10.05.2025

Avrupa günü

9 Mayıs, Schuman Bildirge’sinin yıldönümüdür, bu yıl 75. yaşını doldurdu.

Schuman, Fransız Dışişleri  Bakanı sıfatıyla bildirgeyi okuyor, o gün Avrupa Günü oluyor.

Bu bildirge önemli…

2. Dünya Savaşı’nın üstünden 5 yıl geçmiş, ama Avrupa harap… Savaşın 80-85 milyon cana mal olması bir yana, konutlar viran, fabrikalar harabe, altyapı yokolmuştur.

Schuman ‘’Böylesi bir ortamda, Avrupa’nın büyükleri -Fransa ve Almanya- düşmanlığa son vermeli’’ diyor. Bu ‘’boş‘’sözlerle yetinmiyor, ‘’ortak ekonomik kapasiteler oluşturmayı’’ öneriyor.

Onun sözleriyle ‘’Barış yaratma çabaları olmazsa, savaş tehlikesine baskın çıkılamaz’’.

Schuman ‘’barış’’ gibi soyut bir kavram yerine, sanayinin temel bir sanayi girdisi olan kömür ve çeliğin birliğini arzuluyor.
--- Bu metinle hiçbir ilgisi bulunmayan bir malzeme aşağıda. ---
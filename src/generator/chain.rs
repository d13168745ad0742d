//! Chain proxy template
//!
//! The chain proxy is configured as a share link. It is parsed once per
//! request into a template outbound; every chained entry is a deep copy of
//! the template with its identity and dial target rewritten.

use std::collections::HashMap;

use log::debug;
use url::Url;

use super::outbounds::websocket_options;
use super::GenerateError;
use crate::models::{ClashProxy, ClashProxyCommon, CommonProxyOptions};
use crate::utils::address::unbracket;

/// Name the template carries until a clone is patched
const TEMPLATE_NAME: &str = "chain-template";

fn invalid(out_proxy: &str, reason: impl std::fmt::Display) -> GenerateError {
    GenerateError::InvalidChainProxy(format!("{}: {}", out_proxy, reason))
}

fn decode_userinfo(value: &str) -> Option<String> {
    if value.is_empty() {
        return None;
    }
    let decoded = urlencoding::decode(value)
        .map(|decoded| decoded.into_owned())
        .unwrap_or_else(|_| value.to_string());
    Some(decoded)
}

/// Parse the chain proxy share link into a template outbound
///
/// Supported schemes are `vless`, `trojan`, `socks`/`socks5` and
/// `http`/`https`.
pub fn build_chain_outbound(out_proxy: &str) -> Result<ClashProxy, GenerateError> {
    let out_proxy = out_proxy.trim();
    let url = Url::parse(out_proxy).map_err(|e| invalid(out_proxy, e))?;
    let server = url
        .host_str()
        .map(|host| unbracket(host).to_string())
        .ok_or_else(|| invalid(out_proxy, "missing host"))?;
    let port = url
        .port_or_known_default()
        .ok_or_else(|| invalid(out_proxy, "missing port"))?;
    let params: HashMap<String, String> = url.query_pairs().into_owned().collect();
    let param = |key: &str| params.get(key).filter(|value| !value.is_empty()).cloned();

    let builder = CommonProxyOptions::builder(TEMPLATE_NAME.to_string(), server, port);
    let username = decode_userinfo(url.username());
    let password = url.password().and_then(decode_userinfo);

    let proxy = match url.scheme() {
        "socks" | "socks5" => {
            let mut proxy = ClashProxy::new_socks5(builder.udp(true).build());
            if let ClashProxy::Socks5 {
                username: user,
                password: pass,
                ..
            } = &mut proxy
            {
                *user = username;
                *pass = password;
            }
            proxy
        }
        "http" | "https" => {
            let common = builder.tls(url.scheme() == "https").build();
            let mut proxy = ClashProxy::new_http(common);
            if let ClashProxy::Http {
                username: user,
                password: pass,
                ..
            } = &mut proxy
            {
                *user = username;
                *pass = password;
            }
            proxy
        }
        "vless" => {
            let uuid = username.ok_or_else(|| invalid(out_proxy, "missing uuid"))?;
            let tls = matches!(param("security").as_deref(), Some("tls"));
            let common = builder
                .udp(true)
                .tls(tls)
                .client_fingerprint(param("fp"))
                .build();
            let mut proxy = ClashProxy::new_vless(common);
            if let ClashProxy::Vless {
                uuid: id,
                servername,
                flow,
                network,
                ws_opts,
                ..
            } = &mut proxy
            {
                *id = uuid;
                *servername = param("sni");
                *flow = param("flow");
                let transport = param("type").unwrap_or_else(|| "tcp".to_string());
                if transport == "ws" {
                    *ws_opts = Some(websocket_options(
                        &param("path").unwrap_or_else(|| "/".to_string()),
                        &param("host").unwrap_or_default(),
                    ));
                }
                *network = Some(transport);
            }
            proxy
        }
        "trojan" => {
            let secret = username.ok_or_else(|| invalid(out_proxy, "missing password"))?;
            let common = builder.udp(true).client_fingerprint(param("fp")).build();
            let mut proxy = ClashProxy::new_trojan(common);
            if let ClashProxy::Trojan {
                password: pass,
                sni,
                network,
                ws_opts,
                ..
            } = &mut proxy
            {
                *pass = secret;
                *sni = param("sni");
                let transport = param("type").unwrap_or_else(|| "tcp".to_string());
                if transport == "ws" {
                    *ws_opts = Some(websocket_options(
                        &param("path").unwrap_or_else(|| "/".to_string()),
                        &param("host").unwrap_or_default(),
                    ));
                }
                *network = Some(transport);
            }
            proxy
        }
        scheme => return Err(invalid(out_proxy, format!("unsupported scheme '{}'", scheme))),
    };

    debug!("Parsed chain proxy template for {}", proxy.common().server);
    Ok(proxy)
}

/// Deep-copy the template into a chained entry dialing through `base_tag`
pub fn derive_chain_entry(template: &ClashProxy, chain_tag: &str, base_tag: &str) -> ClashProxy {
    let mut chain = template.clone();
    chain.set_name(chain_tag.to_string());
    chain.set_dialer_proxy(base_tag.to_string());
    chain
}
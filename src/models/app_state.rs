use std::sync::Arc;

use crate::kv::ConfiguredDatasetStore;
use crate::settings::Settings;

/// Application state structure for the web server
#[derive(Debug, Clone)]
pub struct AppState {
    /// Settings shared read-only by every request
    pub settings: Arc<Settings>,

    /// Where WARP accounts are fetched from
    pub dataset_store: ConfiguredDatasetStore,
}

impl AppState {
    /// Create a new AppState, picking the dataset store from settings
    pub fn new(settings: Settings) -> Self {
        let dataset_store = ConfiguredDatasetStore::from_location(&settings.dataset_path);
        Self {
            settings: Arc::new(settings),
            dataset_store,
        }
    }

    pub fn with_dataset_store(settings: Settings, dataset_store: ConfiguredDatasetStore) -> Self {
        Self {
            settings: Arc::new(settings),
            dataset_store,
        }
    }
}
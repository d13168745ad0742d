//! Group generation
//!
//! Groups are appended in a fixed order: the manual selector, the primary
//! latency group, then the variant-specific secondary latency group. The
//! selector lists the latency groups it sits next to before every outbound.

use super::expand::Expansion;
use super::outbounds::build_url_test;
use super::remark::{
    best_ping_name, chain_best_ping_name, warp_best_ping_name, wow_best_ping_name,
};
use super::Variant;
use crate::constants::SELECTOR_GROUP_NAME;
use crate::models::{ClashProxyGroup, ClashProxyGroups};
use crate::settings::Settings;

/// Build the proxy groups for an expansion
///
/// # Arguments
/// * `settings` - Settings providing the probe intervals
/// * `expansion` - Outbound tags produced by the expander
/// * `variant` - Generation path the expansion came from
pub fn build_proxy_groups(
    settings: &Settings,
    expansion: &Expansion,
    variant: Variant,
) -> ClashProxyGroups {
    let mut auto_groups = Vec::new();
    match variant {
        Variant::Standard { chain } => {
            auto_groups.push(build_url_test(
                settings,
                best_ping_name(),
                &expansion.proxy_tags,
                false,
            ));
            if chain {
                auto_groups.push(build_url_test(
                    settings,
                    chain_best_ping_name(),
                    &expansion.chain_tags,
                    false,
                ));
            }
        }
        Variant::Warp { pro } => {
            auto_groups.push(build_url_test(
                settings,
                warp_best_ping_name(pro),
                &expansion.proxy_tags,
                true,
            ));
            auto_groups.push(build_url_test(
                settings,
                wow_best_ping_name(pro),
                &expansion.chain_tags,
                true,
            ));
        }
    }

    let selector_tags = auto_groups
        .iter()
        .map(|group| group.name.clone())
        .chain(expansion.selector_tags.iter().cloned())
        .collect();

    let mut groups = vec![ClashProxyGroup::select(SELECTOR_GROUP_NAME, selector_tags)];
    groups.extend(auto_groups);
    groups
}

#[cfg(test)]
mod tests {
    use super::*;
    use crate::models::ProxyGroupType;

    fn expansion() -> Expansion {
        Expansion {
            outbounds: Vec::new(),
            proxy_tags: vec!["a".to_string()],
            chain_tags: vec!["a-chain".to_string()],
            selector_tags: vec!["a".to_string(), "a-chain".to_string()],
        }
    }

    #[test]
    fn test_standard_without_chain() {
        let mut expansion = expansion();
        expansion.chain_tags.clear();
        expansion.selector_tags.truncate(1);

        let groups =
            build_proxy_groups(&Settings::new(), &expansion, Variant::Standard { chain: false });
        assert_eq!(groups.len(), 2);
        assert_eq!(groups[0].group_type, ProxyGroupType::Select);
        assert_eq!(groups[0].proxies, vec![best_ping_name(), "a".to_string()]);
        assert_eq!(groups[1].name, best_ping_name());
        assert_eq!(groups[1].proxies, vec!["a".to_string()]);
        assert_eq!(groups[1].tolerance, Some(30));

        let value = serde_json::to_value(&groups).unwrap();
        assert_eq!(value[0]["type"], "select");
        assert_eq!(value[1]["type"], "url-test");
        assert!(value[0].get("url").is_none());
    }

    #[test]
    fn test_group_order_with_chain() {
        let groups =
            build_proxy_groups(&Settings::new(), &expansion(), Variant::Standard { chain: true });
        let names: Vec<String> = groups.iter().map(|group| group.name.clone()).collect();
        assert_eq!(
            names,
            vec![
                SELECTOR_GROUP_NAME.to_string(),
                best_ping_name(),
                chain_best_ping_name()
            ]
        );
        assert_eq!(groups[2].proxies, vec!["a-chain".to_string()]);
        assert_eq!(
            groups[0].proxies,
            vec![
                best_ping_name(),
                chain_best_ping_name(),
                "a".to_string(),
                "a-chain".to_string()
            ]
        );
    }

    #[test]
    fn test_warp_groups() {
        let groups =
            build_proxy_groups(&Settings::new(), &expansion(), Variant::Warp { pro: true });
        assert_eq!(groups.len(), 3);
        assert_eq!(groups[1].name, warp_best_ping_name(true));
        assert_eq!(groups[2].name, wow_best_ping_name(true));
        assert_eq!(groups[2].proxies, vec!["a-chain".to_string()]);
        assert_eq!(groups[1].tolerance, Some(300));
    }
}
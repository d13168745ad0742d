use std::fmt;

/// Transport protocol served by the worker
#[derive(Debug, Clone, Copy, PartialEq, Eq, Hash)]
pub enum Protocol {
    Vless,
    Trojan,
}

impl Protocol {
    /// Display name used inside tags
    pub fn as_str(&self) -> &'static str {
        match self {
            Protocol::Vless => "VLESS",
            Protocol::Trojan => "Trojan",
        }
    }

    /// Whether the Clash outbound for this protocol can run without TLS
    pub fn allows_plaintext(&self) -> bool {
        match self {
            Protocol::Vless => true,
            Protocol::Trojan => false,
        }
    }
}

impl fmt::Display for Protocol {
    fn fmt(&self, f: &mut fmt::Formatter<'_>) -> fmt::Result {
        f.write_str(self.as_str())
    }
}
Sözleri düşündürücü: Uzunca süredir sadece cephanelik üretmeye yarayan kömür ve çelik bu yeni konumuyla bölgenin yazgısını değiştirebilir.

Bu işler için Yüksek Yönetim Otoritesi kurulmasını öneriyor. Ekliyor: Bu otorite, bu birliğe imza koyan ülkeler bir Avrupa Federasyonu’nun yolunu açabilecektir.  

Öngörünün büyüklüğüne bakar mısınız?

Ortada yenecek / içecek  yokken, Avrupa ‘’sadakaya muhtaç‘’ iken, Schuman bunları söyleyebiliyor.  

Saymadım, 300 sözcüğü bulmayan bildirgesi’ni şöyle bağlıyor:

-Bir araya geliş, yıllar yılı süren Fransa- Almanya rekabetinin sona ermesini sağlayacağı gibi, artık  bir savaş olasılığını düşünülemez hale getirecektir.

Bildirgeye o zamanki adıyla ‘’Batı’’ Almanya Başbakanı (Konrad Adenauer) ivedilikle ‘’evet bu işte varız’’ mesajını veriyor.

Bu oydaşma yeni birliğin yolunu açıyor…

18 Nisan 1951’de, 5 Avrupa ülkesi, Paris Anlaşması’na imza koyarak Avrupa Kömür ve Çelik Birliği’ni kuruyor.

Bu Birlik, 1957’de, 6 ülkenin imza koymasıyla Avrupa Ekonomik Topluluğu’nu -bugünkü Avrupa Birliği- oluşturacaktır.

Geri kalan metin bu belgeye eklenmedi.